Due altre carte (1:400.000) sono dedicate alle sinagoghe e alle chiese del
territorio esaminato. Ci permettiamo di dissentire dalle conclusioni un po’ standardizzate che Tsafrir ne ricava nell’introduzione (p. 19) confondendo documentazione archeologica (chiese ritrovate datate dal IV secolo in poi) con lo
sviluppo del cristianesimo nella regione palestinese. Lo studioso scrive: “The
rather small minority of Christians grew rapidly after the time of Constantine…”
dimenticando evidentemente le fonti scritte che pure sono tante e antiche e che
parlano, se non di un fenomeno di massa, certamente di un fenomeno geograficamente esteso, come si può ricavare anche solo dal luogo di origine dei martiri palestinesi delle persecuzioni romane e dalla sede episcopale dei vescovi
presenti al concilio di Nicea (J. Taylor, Christians and the Holy Places. The
Myth of Jewish-Christian origin, Oxford 1993, p. 57-64 ).
722
RECENSIONI
Le pagine introduttive sono arricchite di una List of Abbreviations che rimanda alla ricca bibliografia utilizzata nelle voci con rimando alle fonti greche, latine e siriache (tutte), ebraiche e samaritane (non tutte), a materiale epigrafico e numismatico oltre alla bibliografia moderna relativa a relazioni di
scavo. Nel testo, a parte qualche ‘ayn diventato alef (colpa del computer), è
entrata anche qualche trascrizione anomala come edj-Jureine (p. 93). L’opera
per la sua praticità e pragmatismo nella scelta dei nomi delle località elencate
(da trascrivere dall’ebraico, dal latino, dal greco, o dall’arabo?) sarà certamente presa come punto di riferimento e perciò mezzo di unificazione a tutto beneficio degli studiosi e dei lettori.

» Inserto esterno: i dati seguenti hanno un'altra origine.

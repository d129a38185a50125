// src/core/transport/signing.rs

//! HMAC-SHA256 request signing, grounded on the same `hmac`/`sha2` pairing
//! the cluster's secure gossip layer uses for message authentication.

use hmac::{Hmac, Mac};
use sha2::Sha256;

type HmacSha256 = Hmac<Sha256>;

pub const AUTH_HEADER_NODE_ID: &str = "X-MaxIOFS-Node-ID";
pub const AUTH_HEADER_TIMESTAMP: &str = "X-MaxIOFS-Timestamp";
pub const AUTH_HEADER_NONCE: &str = "X-MaxIOFS-Nonce";
pub const AUTH_HEADER_SIGNATURE: &str = "X-MaxIOFS-Signature";

/// Clock skew tolerance for verifying a request's timestamp (spec.md §6.1:
/// "a reasonable choice is ±5 minutes").
pub const CLOCK_SKEW_TOLERANCE_SECS: i64 = 300;

/// Computes `hex(HMAC-SHA256(node_token, "{METHOD}\n{PATH}\n{TIMESTAMP}\n{NONCE}"))`.
/// The request body is deliberately excluded (spec.md §4.1, §9 Open Questions).
pub fn sign(node_token: &str, method: &str, path: &str, timestamp: i64, nonce: &str) -> String {
    let message = format!("{method}\n{path}\n{timestamp}\n{nonce}");
    let mut mac =
        HmacSha256::new_from_slice(node_token.as_bytes()).expect("HMAC accepts keys of any length");
    mac.update(message.as_bytes());
    hex::encode(mac.finalize().into_bytes())
}

/// Recomputes the HMAC and compares it to the claimed signature in
/// constant time. Also rejects timestamps outside the skew tolerance.
pub fn verify(
    node_token: &str,
    method: &str,
    path: &str,
    timestamp: i64,
    nonce: &str,
    claimed_signature: &str,
    now: i64,
) -> bool {
    if (now - timestamp).abs() > CLOCK_SKEW_TOLERANCE_SECS {
        return false;
    }

    let message = format!("{method}\n{path}\n{timestamp}\n{nonce}");
    let mut mac = match HmacSha256::new_from_slice(node_token.as_bytes()) {
        Ok(m) => m,
        Err(_) => return false,
    };
    mac.update(message.as_bytes());

    let Ok(claimed_bytes) = hex::decode(claimed_signature) else {
        return false;
    };
    mac.verify_slice(&claimed_bytes).is_ok()
}

#[cfg(test)]
mod tests {
    use super::*;

    #[test]
    fn sign_then_verify_with_same_token_succeeds() {
        let sig = sign("secret-token", "POST", "/api/internal/cluster/tenant-sync", 1_000, "abc");
        assert!(verify("secret-token", "POST", "/api/internal/cluster/tenant-sync", 1_000, "abc", &sig, 1_000));
    }

    #[test]
    fn verify_with_any_other_token_fails() {
        let sig = sign("secret-token", "POST", "/path", 1_000, "abc");
        assert!(!verify("different-token", "POST", "/path", 1_000, "abc", &sig, 1_000));
    }

    #[test]
    fn verify_rejects_timestamps_outside_skew_tolerance() {
        let sig = sign("secret-token", "GET", "/health", 1_000, "n");
        assert!(!verify("secret-token", "GET", "/health", 1_000, "n", &sig, 1_000 + 301));
    }

    #[test]
    fn different_fields_produce_different_signatures() {
        let base = sign("tok", "POST", "/x", 1, "n");
        assert_ne!(base, sign("tok", "GET", "/x", 1, "n"));
        assert_ne!(base, sign("tok", "POST", "/y", 1, "n"));
        assert_ne!(base, sign("tok", "POST", "/x", 2, "n"));
        assert_ne!(base, sign("tok", "POST", "/x", 1, "m"));
    }
}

Trattandosi di un’opera pubblicata dalla Israel Academy of Sciences and
Humanities, credo che vada sottolineato non l’apertura degli Autori, studiosi
certamente superiori a tali problemi, ma il coraggio delle Autorità preposte al
finanziamento dell’opera che hanno accettato il titolo storicamente apolitico di
Judaea-Palaestina, che imposto e accettato per superare ostacoli contingenti,
non passerà inosservato e avrà un impatto benefico sia nella parte di popolazione (araba) che si riconosce nella Palestina sia nella maggioranza ebraica
troppo abituata a dover usare l’Eretz Israel, in sostituzione del pur normale
Palestina, almeno fino al 1948.
Michele Piccirillo, ofm
Tsafrir Yoram (ed.), Ancient Churches Revealed, (Israel Exploration Society,
Jerusalem - Biblical Archaeology Society, Washington), Jerusalem 1993, pp.

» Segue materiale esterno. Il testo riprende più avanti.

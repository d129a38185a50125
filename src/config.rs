// src/config.rs

//! Static runtime configuration for the cluster control plane
//! (SPEC_FULL.md §2.3): the TOML file an operator hands to `maxiofs-clusterd`
//! at boot. Cluster-wide, runtime-tunable knobs (sync intervals, staleness
//! threshold, tombstone cleanup age) live instead in the persistent
//! `cluster_global_config` table (`Store::get_config_value`) so they can be
//! retuned without a restart.

use anyhow::{Context, Result, anyhow};
use serde::{Deserialize, Serialize};
use std::path::PathBuf;

/// Top-level config file shape, loaded with the `config` crate
/// (`config::File`) the way the rest of the ambient stack is documented in
/// SPEC_FULL.md §2.3.
#[derive(Debug, Clone, Serialize, Deserialize)]
pub struct ClusterRuntimeConfig {
    /// Address the internal cluster API (and `/health`, `/metrics`) binds to.
    #[serde(default = "default_listen_addr")]
    pub listen_addr: String,

    /// This node's externally reachable endpoint, advertised to peers on
    /// `InitializeCluster`/`JoinCluster` (spec.md §4.11).
    pub public_endpoint: String,

    /// Path to the per-node SQLite catalog database (spec.md §6.3). Passed
    /// straight to `sqlx::SqlitePool` as `sqlite://{path}`.
    #[serde(default = "default_database_path")]
    pub database_path: PathBuf,

    #[serde(default)]
    pub node_name: Option<String>,

    #[serde(default)]
    pub region: String,

    #[serde(default = "default_log_level")]
    pub log_level: String,

    #[serde(default)]
    pub tls: TlsConfig,

    #[serde(default)]
    pub defaults: DefaultIntervals,
}

/// Whether inbound connections require a client certificate signed by the
/// cluster's internal CA (spec.md §6.2). Disabled until a node has joined
/// or initialized a cluster — `ClusterOrchestrator::load` decides that from
/// the persisted `cluster_config` row, not from this file.
#[derive(Debug, Clone, Serialize, Deserialize, Default)]
pub struct TlsConfig {
    /// If true, refuse to start serving the internal API until cluster TLS
    /// material is loaded. Operators running a single, never-clustered
    /// node can leave this false to serve plaintext.
    #[serde(default)]
    pub require_mtls: bool,
}

/// Startup defaults for knobs that are otherwise stored persistently
/// (spec.md §6.4) — used only to seed `cluster_global_config` the first
/// time a row is missing, never read again after that.
#[derive(Debug, Clone, Serialize, Deserialize)]
pub struct DefaultIntervals {
    #[serde(default = "default_sync_interval_secs")]
    pub entity_sync_interval_seconds: u64,
    #[serde(default = "default_health_check_interval_secs")]
    pub health_check_interval_seconds: u64,
    #[serde(default = "default_staleness_threshold_secs")]
    pub staleness_threshold_seconds: i64,
    #[serde(default = "default_tombstone_cleanup_age_secs")]
    pub tombstone_cleanup_age_seconds: i64,
    #[serde(default = "default_health_history_retention_days")]
    pub health_history_retention_days: i64,
    #[serde(default = "default_bucket_cache_ttl_secs")]
    pub bucket_location_cache_ttl_seconds: u64,
}

impl Default for DefaultIntervals {
    fn default() -> Self {
        Self {
            entity_sync_interval_seconds: default_sync_interval_secs(),
            health_check_interval_seconds: default_health_check_interval_secs(),
            staleness_threshold_seconds: default_staleness_threshold_secs(),
            tombstone_cleanup_age_seconds: default_tombstone_cleanup_age_secs(),
            health_history_retention_days: default_health_history_retention_days(),
            bucket_location_cache_ttl_seconds: default_bucket_cache_ttl_secs(),
        }
    }
}

fn default_listen_addr() -> String {
    "0.0.0.0:9100".to_string()
}
fn default_database_path() -> PathBuf {
    PathBuf::from("maxiofs-cluster.db")
}
fn default_log_level() -> String {
    "info".to_string()
}
fn default_sync_interval_secs() -> u64 {
    30
}
fn default_health_check_interval_secs() -> u64 {
    30
}
fn default_staleness_threshold_secs() -> i64 {
    7 * 86_400
}
fn default_tombstone_cleanup_age_secs() -> i64 {
    7 * 86_400
}
fn default_health_history_retention_days() -> i64 {
    30
}
fn default_bucket_cache_ttl_secs() -> u64 {
    5 * 60
}

impl ClusterRuntimeConfig {
    /// Loads and validates the TOML config at `path` using the `config`
    /// crate, mirroring the teacher's `Config::from_file` validate-on-load
    /// shape (`config.rs`) even though the teacher itself reaches for raw
    /// `toml::from_str` — the `config` crate is already part of the
    /// dependency stack and gives layered env-var overrides for free.
    pub fn from_file(path: &str) -> Result<Self> {
        let raw = config::Config::builder()
            .add_source(config::File::with_name(path))
            .add_source(config::Environment::with_prefix("MAXIOFS_CLUSTER").separator("__"))
            .build()
            .with_context(|| format!("failed to load config from '{path}'"))?;

        let cfg: ClusterRuntimeConfig = raw
            .try_deserialize()
            .with_context(|| format!("failed to parse config from '{path}'"))?;
        cfg.validate()?;
        Ok(cfg)
    }

    /// Logical consistency checks beyond what serde defaults cover.
    /// Per spec.md §9 Open Questions, the tombstone TTL must be at least
    /// the staleness threshold or a node offline longer than the TTL
    /// rejoins having missed tombstones that already expired.
    fn validate(&self) -> Result<()> {
        if self.listen_addr.trim().is_empty() {
            return Err(anyhow!("listen_addr cannot be empty"));
        }
        if self.public_endpoint.trim().is_empty() {
            return Err(anyhow!("public_endpoint cannot be empty"));
        }
        if self.defaults.tombstone_cleanup_age_seconds < self.defaults.staleness_threshold_seconds {
            return Err(anyhow!(
                "tombstone_cleanup_age_seconds ({}) must be >= staleness_threshold_seconds ({})",
                self.defaults.tombstone_cleanup_age_seconds,
                self.defaults.staleness_threshold_seconds
            ));
        }
        Ok(())
    }

    pub fn database_url(&self) -> String {
        format!("sqlite://{}?mode=rwc", self.database_path.display())
    }
}

#[cfg(test)]
mod tests {
    use super::*;

    #[test]
    fn rejects_tombstone_ttl_below_staleness_threshold() {
        let cfg = ClusterRuntimeConfig {
            listen_addr: default_listen_addr(),
            public_endpoint: "https://node-a.example.com:9100".into(),
            database_path: default_database_path(),
            node_name: None,
            region: String::new(),
            log_level: default_log_level(),
            tls: TlsConfig::default(),
            defaults: DefaultIntervals {
                staleness_threshold_seconds: 1_000_000,
                tombstone_cleanup_age_seconds: 10,
                ..Default::default()
            },
        };
        assert!(cfg.validate().is_err());
    }
}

XI-358, molte illustrazioni, piante e figure nel testo.
Presento con interesse oltre che con piacere un volume che riguarda gli scavi di
chiese e altri edifici cristiani, effettuati recentemente in Israele. Il volume è uscito a nome di Y. Tsafrir, per conto della Israel Exploration Society e della Biblical
Archaeology Society, ma contiene i contributi di numerosi archeologi israeliani,
americani ed europei. Penso con ciò di fare una cosa gradita agli estimatori della
ricerca archeologica in Terra Santa. Il volume offre in lingua inglese articoli precedentemente pubblicati in lingua ebraica nella rivista Qadmoniot. Notiamo pure
che alcuni articoli sono apparsi, in forma leggermente diversa, nel volume
celebrativo dei 70 anni di p. V. Corbo, in: G.C. Bottini - L. di Segni - E. Alliata
(edd.), Christian Archaeology in the Holy Land. New Discoveries, Jerusalem
1990. L’articolo introduttorio (pp. 1-16) di Tsafrir è di notevole impegno, per il
contenuto e per le osservazioni acute riguardo alla formazione e allo sviluppo
dell’architettura degli edifici ecclesiastici. L’origine dell’architettura ecclesiastica viene inserita nel processo generale che ha visto l’affermazione del Cristianesimo, a partire dalla predicazione di Gesù fino alla completa vittoria della nuova
religione sul paganesimo greco-romano. C’è una data importante per gli sviluppi
TSAFRIR
ANCIENT CHURCHES REVEALED
723
dell’architettura cristiana in Palestina, cioè il pellegrinaggio che Elena, la regina
madre, effettuò nel 326. Diverse leggende sono fiorite a proposito dei prodigi che
accompagnarono la visita di S. Elena, prima tra tutte la scoperta della Croce di
Gesù. Alla visita imperiale seguì la costruzione delle prime chiese della regione:
la Basilica del S. Sepolcro a Gerusalemme, la chiesa dell’Eleona sul Monte degli
Olivi; la Basilica della Natività a Betlemme, il Santuario di Abramo a Mambre,
il memoriale di Mosè sul Monte Nebo. Tra le prime forme di architettura cristiana risalenti al quarto secolo va ricordata la Basilica di derivazione greco-romana. In essa, la parte principale è costituita dall’apside, in cui sono posti l’altare e
il presbiterio. Una seconda forma di edificio ecclesiale impiegata già nel 4º secolo è l’edificio a pianta centrale, che può essere rotonda oppure ottagonale. Esempio ancora visibile di questa forma è la Rotonda del S. Sepolcro, imitato nei secoli seguenti dalla Chiesa della Theotokos sul Monte Garizim, dell’Ascensione
sul Monte Oliveto e dalla Chiesa sulla Casa di S. Pietro a Cafarnao. Anteriore a
queste costruzioni pubbliche e solenni, bisogna rammentare la forma privata della Domus Ecclesia, o chiesa familiare. L’esempio più chiaro e significativo di
questo tipo di chiesa è la Casa di S. Pietro a Cafarnao. Il materiale è disposto seguendo un ordine geografico che inizia dal Nord: le chiese della Galilea, della
Samaria e del litorale Mediterraneo, di Gerusalemme, della Giudea, della
Shefelah e del Neghev, della penisola del Sinai.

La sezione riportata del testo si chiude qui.